Saddam's Actions No Surprise

Ruthless moves against international aid workers and Iraqi citizens have kept Iraq in turmoil since the end of the Gulf war

IRAQI President Saddam Hussein's antics at the Kuwaiti border have raised serious concerns about the stability of the Persian Gulf region. But Saddam's behavior should come as no surprise given his ongoing mass murders, mutilations, and assassinations of Iraqi citizens. So why has there been a brouhaha over some 60,000 Iraqi troops, including elite Republican Guards, moving within 30 miles of Kuwait? The concern of the United States that its troops respond quickly is justified by vital US strategic interests in the region and a commitment to ensuring the integrity of the Kuwaiti border. Yet deploying troops and vessels to the Persian Gulf is only a short-term solution to the larger problem of Saddam. The real crisis in Iraq is that the US and its allies have allowed Saddam's reign of terror to continue so long.

We should not be surprised at Iraqi troop movements: Saddam is behaving exactly in the way we have permitted him to act since the Gulf war ended. Terrorism has continued in his postwar tenure, most notably against humanitarian relief workers and local populations, such as Kurds in the north and Shiites in the southern marshlands. In early 1992, after growing bored with bombing humanitarian relief cargoes, Saddam began a campaign of attacking and assassinating relief workers.

By February of this year, Baghdad was offering $10,000 for each successful attack or killing of a Westerner. March and April brought more reckless behavior than usual. United Nations guards were seriously wounded. On April 2, Saddam's terrorists killed a dedicated supporter of the Kurdish people, German journalist Lissy Schmidt. As punishment, Saddam received a slap on the wrist while Iraqi Kurdish officials were formally reprimanded for not acting swiftly enough to apprehend the criminals.

Saddam also continues to threaten and control minority populations. Since 1991, he has maintained an internal embargo against the north, cutting off revenue, food, and supplies traditionally provided by Baghdad to the Kurds. On May 5, 1993, Saddam withdrew the ``Swiss'' 25-dinar note from the economy, replacing it with his own ``photocopied'' dinar.
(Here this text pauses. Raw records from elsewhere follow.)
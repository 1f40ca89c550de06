//! Regularized channel covariance estimation.
//!
//! This module provides:
//! - Empirical covariance accumulated window by window (Welford / Chan merge)
//! - Ledoit-Wolf shrinkage and fixed diagonal loading
//! - Cross-validated model selection by held-out Gaussian log-likelihood
//! - Explicit, injectable rank estimation

mod cross_validation;
mod estimator;
mod matrix;
mod rank;
mod shrinkage;
mod welford;

pub use cross_validation::{gaussian_log_likelihood, kfold_splits};
pub use estimator::CovarianceEstimator;
pub use matrix::{CovarianceMatrix, CovarianceMethod};
pub use rank::{estimate_rank, matrix_rank, rank_from_spectrum, RankEstimate, RankMode, Tolerance};
pub use shrinkage::{diagonal_loading, ledoit_wolf};
pub use welford::WelfordCovariance;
A currency crisis continues today, with north and south further divided by two worthless dinars recognized mainly in their respective regions.

Last year Saddam cut electricity to the northern governorate of Dihok, depriving 750,000 people of power from the commercial grid. Relief provided by US- and UN-procured generators is unlikely to survive future shocks from the south. It has been over 430 days since the people of Dohuk have received full electricity. Further, Saddam has been draining the southern marshlands and conducting military maneuvers in Shiite homelands. These actions have resulted in mass murders and an exodus of over 60,000 Shiites into Iran. Approximately 9,000 Shiites remain in refugee camps along the Iran-Iraq border.

The deteriorating situation in Iraq today is a direct consequence of Saddam's decision to keep local populations desperate and dependent on him. Since September 1992, the UN Security Council has offered Baghdad the option of selling $1.6 billion worth of oil every six months to pay for critical imports, such as food, under UN supervision. Saddam has refused this offer as an affront to his state's sovereignty. In doing so, he has allowed medical warehouses to be depleted, food prices to rise more than 250 percent, and exchange rates to depreciate more than 200 percent in the past year. At the same time, income levels of civil servants and teachers remain on average $5 to $7 monthly.

Whether or not troop movements are a bluff, they also reflect serious internal woes in Baghdad. Over the past year, opposition to Saddam has increased, notably from Iraqi troops and political officials. In late 1993, Saddam responded with assassinations. Some victims were Juburs, members of a southern tribe that traditionally has comprised a significant percentage of elite Republican Guards. Saddam also has reshuffled cabinet posts, firing and executing those accused of plotting against him. Exchange-house merchants have been killed for conducting activities harmful to the Iraqi state, i.e., Saddam and his son's businesses. In the effort to tighten his inner circle and control the state apparatus, Saddam has weakened military ranks. His actions along the Kuwaiti border, preceded by similar but smaller-scale tactics along the Iraqi-Kurdish border, may reflect these manpower modifications and the need to reallocate resources.

The Kuwait border show is another sign that Saddam has not changed. Rapid US military response is certainly necessary. However, we should not deceive ourselves by thinking this action has headed Saddam off. Quite the contrary. Once again, the US has reacted to another Baghdad tactic that presses American containment policy through a show of military force. Instead of expending vital resources and capital outlays for ongoing cat-and-mouse games, the US should take the lead in creating a war and genocide tribunal and initiate proceedings against Saddam's crimes of genocide.

Until then, we will merely respond, react, and wait on the sidelines as Saddam continues to pillage and plunder human populations.